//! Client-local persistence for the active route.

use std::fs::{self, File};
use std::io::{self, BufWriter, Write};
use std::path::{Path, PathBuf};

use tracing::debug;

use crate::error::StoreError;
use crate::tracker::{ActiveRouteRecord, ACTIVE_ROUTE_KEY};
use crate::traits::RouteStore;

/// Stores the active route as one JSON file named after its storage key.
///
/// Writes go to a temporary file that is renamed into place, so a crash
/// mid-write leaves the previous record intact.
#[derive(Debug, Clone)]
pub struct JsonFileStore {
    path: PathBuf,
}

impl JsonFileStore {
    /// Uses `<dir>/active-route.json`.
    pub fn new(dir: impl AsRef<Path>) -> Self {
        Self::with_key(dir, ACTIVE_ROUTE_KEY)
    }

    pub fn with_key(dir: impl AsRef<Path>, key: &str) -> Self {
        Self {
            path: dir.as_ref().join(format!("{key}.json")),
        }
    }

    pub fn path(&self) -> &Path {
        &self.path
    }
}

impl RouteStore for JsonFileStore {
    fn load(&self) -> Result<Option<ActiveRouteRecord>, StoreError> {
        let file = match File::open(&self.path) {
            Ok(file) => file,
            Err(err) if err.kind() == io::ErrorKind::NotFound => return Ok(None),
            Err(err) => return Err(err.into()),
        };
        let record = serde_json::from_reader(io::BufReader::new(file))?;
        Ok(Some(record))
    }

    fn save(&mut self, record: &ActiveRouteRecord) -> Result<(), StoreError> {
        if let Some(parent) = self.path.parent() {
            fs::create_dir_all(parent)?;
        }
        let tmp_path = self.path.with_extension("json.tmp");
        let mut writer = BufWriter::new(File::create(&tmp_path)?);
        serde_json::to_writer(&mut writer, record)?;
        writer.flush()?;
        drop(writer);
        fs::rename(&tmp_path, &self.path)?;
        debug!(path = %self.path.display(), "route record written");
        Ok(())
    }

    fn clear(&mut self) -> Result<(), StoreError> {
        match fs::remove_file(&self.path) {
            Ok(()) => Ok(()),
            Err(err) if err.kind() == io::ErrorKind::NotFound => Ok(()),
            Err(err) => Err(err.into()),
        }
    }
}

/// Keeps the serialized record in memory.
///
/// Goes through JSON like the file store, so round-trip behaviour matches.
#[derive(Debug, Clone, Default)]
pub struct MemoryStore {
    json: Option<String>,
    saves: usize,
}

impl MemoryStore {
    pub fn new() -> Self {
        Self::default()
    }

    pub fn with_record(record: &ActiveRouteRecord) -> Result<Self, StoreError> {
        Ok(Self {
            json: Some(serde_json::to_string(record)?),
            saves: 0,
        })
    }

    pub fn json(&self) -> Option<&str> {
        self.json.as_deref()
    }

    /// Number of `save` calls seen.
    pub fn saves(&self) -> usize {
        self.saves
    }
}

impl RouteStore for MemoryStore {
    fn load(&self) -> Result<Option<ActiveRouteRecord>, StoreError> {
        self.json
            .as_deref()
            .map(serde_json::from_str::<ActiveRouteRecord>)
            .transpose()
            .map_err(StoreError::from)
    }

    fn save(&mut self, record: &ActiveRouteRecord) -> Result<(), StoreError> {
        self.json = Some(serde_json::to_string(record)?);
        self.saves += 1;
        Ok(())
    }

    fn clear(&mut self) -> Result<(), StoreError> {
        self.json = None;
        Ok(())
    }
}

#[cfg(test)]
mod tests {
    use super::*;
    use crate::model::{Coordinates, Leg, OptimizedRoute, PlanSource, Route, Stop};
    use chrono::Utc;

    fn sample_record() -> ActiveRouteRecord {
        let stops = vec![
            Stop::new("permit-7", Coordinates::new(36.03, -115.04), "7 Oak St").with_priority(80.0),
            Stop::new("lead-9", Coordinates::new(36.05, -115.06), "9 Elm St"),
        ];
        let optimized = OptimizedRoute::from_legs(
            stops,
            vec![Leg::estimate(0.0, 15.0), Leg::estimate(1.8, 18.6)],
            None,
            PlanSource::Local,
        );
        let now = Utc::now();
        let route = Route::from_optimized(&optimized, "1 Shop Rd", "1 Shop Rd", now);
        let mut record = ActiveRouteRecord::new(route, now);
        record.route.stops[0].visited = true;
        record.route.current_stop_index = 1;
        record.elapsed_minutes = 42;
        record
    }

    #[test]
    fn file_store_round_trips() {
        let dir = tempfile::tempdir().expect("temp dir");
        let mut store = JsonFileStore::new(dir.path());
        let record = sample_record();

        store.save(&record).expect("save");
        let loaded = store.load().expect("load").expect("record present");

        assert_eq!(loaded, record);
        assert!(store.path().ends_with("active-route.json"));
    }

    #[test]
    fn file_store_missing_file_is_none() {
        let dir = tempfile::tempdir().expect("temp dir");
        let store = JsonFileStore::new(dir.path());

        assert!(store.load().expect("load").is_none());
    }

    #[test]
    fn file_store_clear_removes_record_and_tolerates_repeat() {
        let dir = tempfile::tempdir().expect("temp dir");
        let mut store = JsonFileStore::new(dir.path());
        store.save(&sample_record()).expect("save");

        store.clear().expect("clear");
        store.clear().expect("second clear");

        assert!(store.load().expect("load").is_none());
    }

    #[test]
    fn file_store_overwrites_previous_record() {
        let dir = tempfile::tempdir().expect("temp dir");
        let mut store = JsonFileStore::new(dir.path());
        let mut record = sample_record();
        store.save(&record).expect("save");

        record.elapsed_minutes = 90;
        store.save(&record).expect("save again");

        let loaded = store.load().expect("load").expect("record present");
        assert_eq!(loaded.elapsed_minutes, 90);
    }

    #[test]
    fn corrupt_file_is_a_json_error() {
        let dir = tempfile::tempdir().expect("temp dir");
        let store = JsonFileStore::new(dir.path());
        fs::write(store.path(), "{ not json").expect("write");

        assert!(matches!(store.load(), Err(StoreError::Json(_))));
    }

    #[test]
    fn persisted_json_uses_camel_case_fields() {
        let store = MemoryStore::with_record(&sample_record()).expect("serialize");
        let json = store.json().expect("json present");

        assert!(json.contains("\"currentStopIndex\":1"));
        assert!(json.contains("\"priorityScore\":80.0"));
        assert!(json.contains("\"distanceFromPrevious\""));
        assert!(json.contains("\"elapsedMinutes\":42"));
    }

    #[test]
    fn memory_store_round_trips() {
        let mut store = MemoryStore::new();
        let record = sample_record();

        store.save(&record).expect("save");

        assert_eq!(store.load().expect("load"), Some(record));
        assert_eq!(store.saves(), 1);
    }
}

----------------

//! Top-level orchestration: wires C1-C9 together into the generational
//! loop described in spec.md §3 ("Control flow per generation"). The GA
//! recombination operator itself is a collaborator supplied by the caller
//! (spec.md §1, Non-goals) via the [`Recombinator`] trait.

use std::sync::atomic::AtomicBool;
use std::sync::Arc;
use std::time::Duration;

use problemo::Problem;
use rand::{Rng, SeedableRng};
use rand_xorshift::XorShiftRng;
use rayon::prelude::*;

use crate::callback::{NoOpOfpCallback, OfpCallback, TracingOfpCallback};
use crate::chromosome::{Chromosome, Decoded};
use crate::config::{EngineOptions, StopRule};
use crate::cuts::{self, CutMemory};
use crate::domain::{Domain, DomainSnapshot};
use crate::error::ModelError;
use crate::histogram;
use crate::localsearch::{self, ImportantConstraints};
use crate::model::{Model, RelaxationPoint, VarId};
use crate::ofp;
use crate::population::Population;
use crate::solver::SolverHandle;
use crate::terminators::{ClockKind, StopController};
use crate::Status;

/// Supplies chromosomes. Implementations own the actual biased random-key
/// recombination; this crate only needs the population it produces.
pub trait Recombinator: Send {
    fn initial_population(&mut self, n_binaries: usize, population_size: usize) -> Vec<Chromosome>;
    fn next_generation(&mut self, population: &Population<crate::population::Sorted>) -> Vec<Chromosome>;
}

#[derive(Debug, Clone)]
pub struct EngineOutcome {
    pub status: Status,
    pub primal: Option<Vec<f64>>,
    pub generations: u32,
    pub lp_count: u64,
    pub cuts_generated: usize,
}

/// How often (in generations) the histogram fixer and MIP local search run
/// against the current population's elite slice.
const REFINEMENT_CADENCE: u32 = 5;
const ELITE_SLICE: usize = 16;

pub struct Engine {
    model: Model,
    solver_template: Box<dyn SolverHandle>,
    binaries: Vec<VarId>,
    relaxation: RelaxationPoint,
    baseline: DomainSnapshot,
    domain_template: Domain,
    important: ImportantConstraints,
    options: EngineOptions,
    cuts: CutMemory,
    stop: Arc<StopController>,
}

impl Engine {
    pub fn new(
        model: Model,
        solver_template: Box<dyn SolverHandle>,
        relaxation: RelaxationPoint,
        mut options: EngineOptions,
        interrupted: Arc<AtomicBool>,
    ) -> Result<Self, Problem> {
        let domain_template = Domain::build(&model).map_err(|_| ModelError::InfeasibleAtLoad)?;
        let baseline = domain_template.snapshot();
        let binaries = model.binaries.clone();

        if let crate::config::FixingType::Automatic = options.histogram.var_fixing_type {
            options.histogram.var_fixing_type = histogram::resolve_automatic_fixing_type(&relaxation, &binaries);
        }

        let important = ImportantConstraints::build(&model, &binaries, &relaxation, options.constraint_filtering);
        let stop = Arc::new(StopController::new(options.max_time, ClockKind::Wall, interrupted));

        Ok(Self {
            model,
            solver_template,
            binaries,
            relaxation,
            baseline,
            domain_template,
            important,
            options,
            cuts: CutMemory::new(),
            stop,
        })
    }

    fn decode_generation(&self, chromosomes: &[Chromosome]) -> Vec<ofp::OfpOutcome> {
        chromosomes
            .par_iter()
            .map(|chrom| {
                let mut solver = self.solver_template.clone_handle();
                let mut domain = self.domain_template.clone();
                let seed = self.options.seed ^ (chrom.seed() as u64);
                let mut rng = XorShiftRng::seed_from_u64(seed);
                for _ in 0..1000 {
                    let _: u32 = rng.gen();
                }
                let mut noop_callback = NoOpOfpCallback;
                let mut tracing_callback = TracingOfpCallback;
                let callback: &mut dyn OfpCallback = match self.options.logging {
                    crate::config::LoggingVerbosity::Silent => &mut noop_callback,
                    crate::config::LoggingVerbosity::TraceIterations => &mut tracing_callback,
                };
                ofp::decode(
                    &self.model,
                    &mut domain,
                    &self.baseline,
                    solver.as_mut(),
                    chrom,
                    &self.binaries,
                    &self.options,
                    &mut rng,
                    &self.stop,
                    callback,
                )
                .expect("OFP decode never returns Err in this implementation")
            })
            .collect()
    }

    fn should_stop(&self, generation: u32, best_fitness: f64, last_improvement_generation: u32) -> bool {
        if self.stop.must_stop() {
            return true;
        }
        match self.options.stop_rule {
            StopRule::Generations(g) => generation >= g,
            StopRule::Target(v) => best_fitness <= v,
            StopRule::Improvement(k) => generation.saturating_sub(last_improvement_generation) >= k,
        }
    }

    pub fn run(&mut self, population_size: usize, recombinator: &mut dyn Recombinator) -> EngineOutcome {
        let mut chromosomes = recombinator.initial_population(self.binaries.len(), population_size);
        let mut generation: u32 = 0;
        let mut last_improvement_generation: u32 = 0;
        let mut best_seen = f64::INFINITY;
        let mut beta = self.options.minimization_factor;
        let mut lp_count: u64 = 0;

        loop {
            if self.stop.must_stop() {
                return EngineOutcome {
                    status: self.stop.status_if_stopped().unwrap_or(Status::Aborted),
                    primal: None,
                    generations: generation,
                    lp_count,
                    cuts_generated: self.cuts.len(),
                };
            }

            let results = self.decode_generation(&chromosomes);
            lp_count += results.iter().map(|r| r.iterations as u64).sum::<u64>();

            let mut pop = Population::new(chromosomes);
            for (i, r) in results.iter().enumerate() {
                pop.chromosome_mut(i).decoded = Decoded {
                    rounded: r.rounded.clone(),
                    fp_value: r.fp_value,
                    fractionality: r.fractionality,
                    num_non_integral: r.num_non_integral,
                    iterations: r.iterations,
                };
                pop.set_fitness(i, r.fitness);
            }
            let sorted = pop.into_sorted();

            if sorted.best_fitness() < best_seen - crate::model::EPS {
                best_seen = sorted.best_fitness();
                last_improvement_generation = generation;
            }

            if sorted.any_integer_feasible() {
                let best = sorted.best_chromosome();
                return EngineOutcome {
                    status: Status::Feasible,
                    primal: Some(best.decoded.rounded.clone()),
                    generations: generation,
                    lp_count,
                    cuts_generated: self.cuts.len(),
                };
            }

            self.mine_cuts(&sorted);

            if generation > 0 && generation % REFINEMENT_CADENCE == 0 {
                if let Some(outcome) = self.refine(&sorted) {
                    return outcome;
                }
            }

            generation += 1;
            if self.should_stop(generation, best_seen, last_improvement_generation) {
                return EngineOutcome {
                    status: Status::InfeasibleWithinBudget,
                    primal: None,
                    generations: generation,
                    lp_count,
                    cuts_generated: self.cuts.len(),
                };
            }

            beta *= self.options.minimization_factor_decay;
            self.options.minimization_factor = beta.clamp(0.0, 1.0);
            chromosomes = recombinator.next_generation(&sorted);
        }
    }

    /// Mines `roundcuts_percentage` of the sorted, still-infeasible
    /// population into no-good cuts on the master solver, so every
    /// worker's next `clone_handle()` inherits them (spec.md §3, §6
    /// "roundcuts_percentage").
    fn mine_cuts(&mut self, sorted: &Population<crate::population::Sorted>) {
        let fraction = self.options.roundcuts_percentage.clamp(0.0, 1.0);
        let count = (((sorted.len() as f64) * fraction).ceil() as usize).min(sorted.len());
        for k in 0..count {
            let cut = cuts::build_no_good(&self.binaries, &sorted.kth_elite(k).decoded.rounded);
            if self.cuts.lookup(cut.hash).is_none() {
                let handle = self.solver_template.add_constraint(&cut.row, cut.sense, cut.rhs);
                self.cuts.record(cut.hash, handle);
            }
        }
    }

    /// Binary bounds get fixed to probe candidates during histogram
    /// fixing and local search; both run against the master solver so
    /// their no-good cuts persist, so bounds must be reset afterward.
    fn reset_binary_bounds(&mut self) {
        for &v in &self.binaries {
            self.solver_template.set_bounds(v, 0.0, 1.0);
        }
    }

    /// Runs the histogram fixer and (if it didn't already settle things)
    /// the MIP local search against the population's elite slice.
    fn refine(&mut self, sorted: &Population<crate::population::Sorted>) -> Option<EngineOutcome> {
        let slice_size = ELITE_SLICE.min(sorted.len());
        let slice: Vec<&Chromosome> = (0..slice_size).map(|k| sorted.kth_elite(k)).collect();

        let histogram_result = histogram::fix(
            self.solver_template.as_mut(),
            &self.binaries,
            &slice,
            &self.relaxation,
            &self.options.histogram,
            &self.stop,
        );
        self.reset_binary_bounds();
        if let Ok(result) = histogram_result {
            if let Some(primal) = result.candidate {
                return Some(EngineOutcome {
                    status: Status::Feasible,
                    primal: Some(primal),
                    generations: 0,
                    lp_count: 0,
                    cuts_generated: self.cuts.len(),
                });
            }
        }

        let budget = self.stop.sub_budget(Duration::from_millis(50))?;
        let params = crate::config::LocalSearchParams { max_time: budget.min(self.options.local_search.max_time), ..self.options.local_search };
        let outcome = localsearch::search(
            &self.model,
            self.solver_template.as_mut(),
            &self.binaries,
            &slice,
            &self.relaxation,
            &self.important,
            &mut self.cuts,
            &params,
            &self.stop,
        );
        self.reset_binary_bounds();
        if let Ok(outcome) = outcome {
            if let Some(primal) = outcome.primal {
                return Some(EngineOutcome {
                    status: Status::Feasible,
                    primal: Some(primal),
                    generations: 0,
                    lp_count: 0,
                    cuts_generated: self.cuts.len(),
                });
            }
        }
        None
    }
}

----------------

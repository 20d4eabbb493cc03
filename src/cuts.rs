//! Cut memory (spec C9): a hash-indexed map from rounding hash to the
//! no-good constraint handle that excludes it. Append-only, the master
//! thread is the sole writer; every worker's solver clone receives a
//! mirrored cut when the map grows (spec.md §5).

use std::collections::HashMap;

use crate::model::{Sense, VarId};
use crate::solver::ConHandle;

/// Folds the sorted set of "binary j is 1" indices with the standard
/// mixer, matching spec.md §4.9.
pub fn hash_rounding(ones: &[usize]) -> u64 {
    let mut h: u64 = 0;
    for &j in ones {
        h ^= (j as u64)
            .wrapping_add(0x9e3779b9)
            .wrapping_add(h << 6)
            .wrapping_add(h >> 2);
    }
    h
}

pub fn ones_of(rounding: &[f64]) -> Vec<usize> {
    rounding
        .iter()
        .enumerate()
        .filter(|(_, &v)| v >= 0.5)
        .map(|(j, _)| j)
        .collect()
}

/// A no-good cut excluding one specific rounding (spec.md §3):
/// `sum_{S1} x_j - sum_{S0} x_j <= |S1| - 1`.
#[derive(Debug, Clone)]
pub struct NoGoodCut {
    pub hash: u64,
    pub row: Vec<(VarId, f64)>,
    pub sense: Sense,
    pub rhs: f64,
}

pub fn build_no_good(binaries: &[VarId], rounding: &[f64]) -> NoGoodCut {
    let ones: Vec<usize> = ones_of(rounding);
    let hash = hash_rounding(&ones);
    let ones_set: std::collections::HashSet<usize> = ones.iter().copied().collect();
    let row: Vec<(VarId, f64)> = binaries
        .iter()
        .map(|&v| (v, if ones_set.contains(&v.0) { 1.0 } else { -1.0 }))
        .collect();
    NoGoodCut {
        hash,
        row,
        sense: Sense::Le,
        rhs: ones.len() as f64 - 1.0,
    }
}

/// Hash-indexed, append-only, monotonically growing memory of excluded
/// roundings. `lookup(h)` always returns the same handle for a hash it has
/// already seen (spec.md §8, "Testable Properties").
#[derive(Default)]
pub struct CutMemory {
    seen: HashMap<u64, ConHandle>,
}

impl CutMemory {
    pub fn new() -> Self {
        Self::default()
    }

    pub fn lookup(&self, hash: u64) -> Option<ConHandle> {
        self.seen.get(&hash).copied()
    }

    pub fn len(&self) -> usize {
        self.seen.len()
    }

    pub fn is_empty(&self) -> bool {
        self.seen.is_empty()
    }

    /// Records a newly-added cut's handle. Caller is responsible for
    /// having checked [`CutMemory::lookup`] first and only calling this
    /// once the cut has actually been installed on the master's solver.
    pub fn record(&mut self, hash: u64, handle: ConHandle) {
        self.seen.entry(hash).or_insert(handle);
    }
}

----------------

### [Work required]
Your reply should be one number: the count of lines above that hold the word "returns".

### [Answer to the problem]
2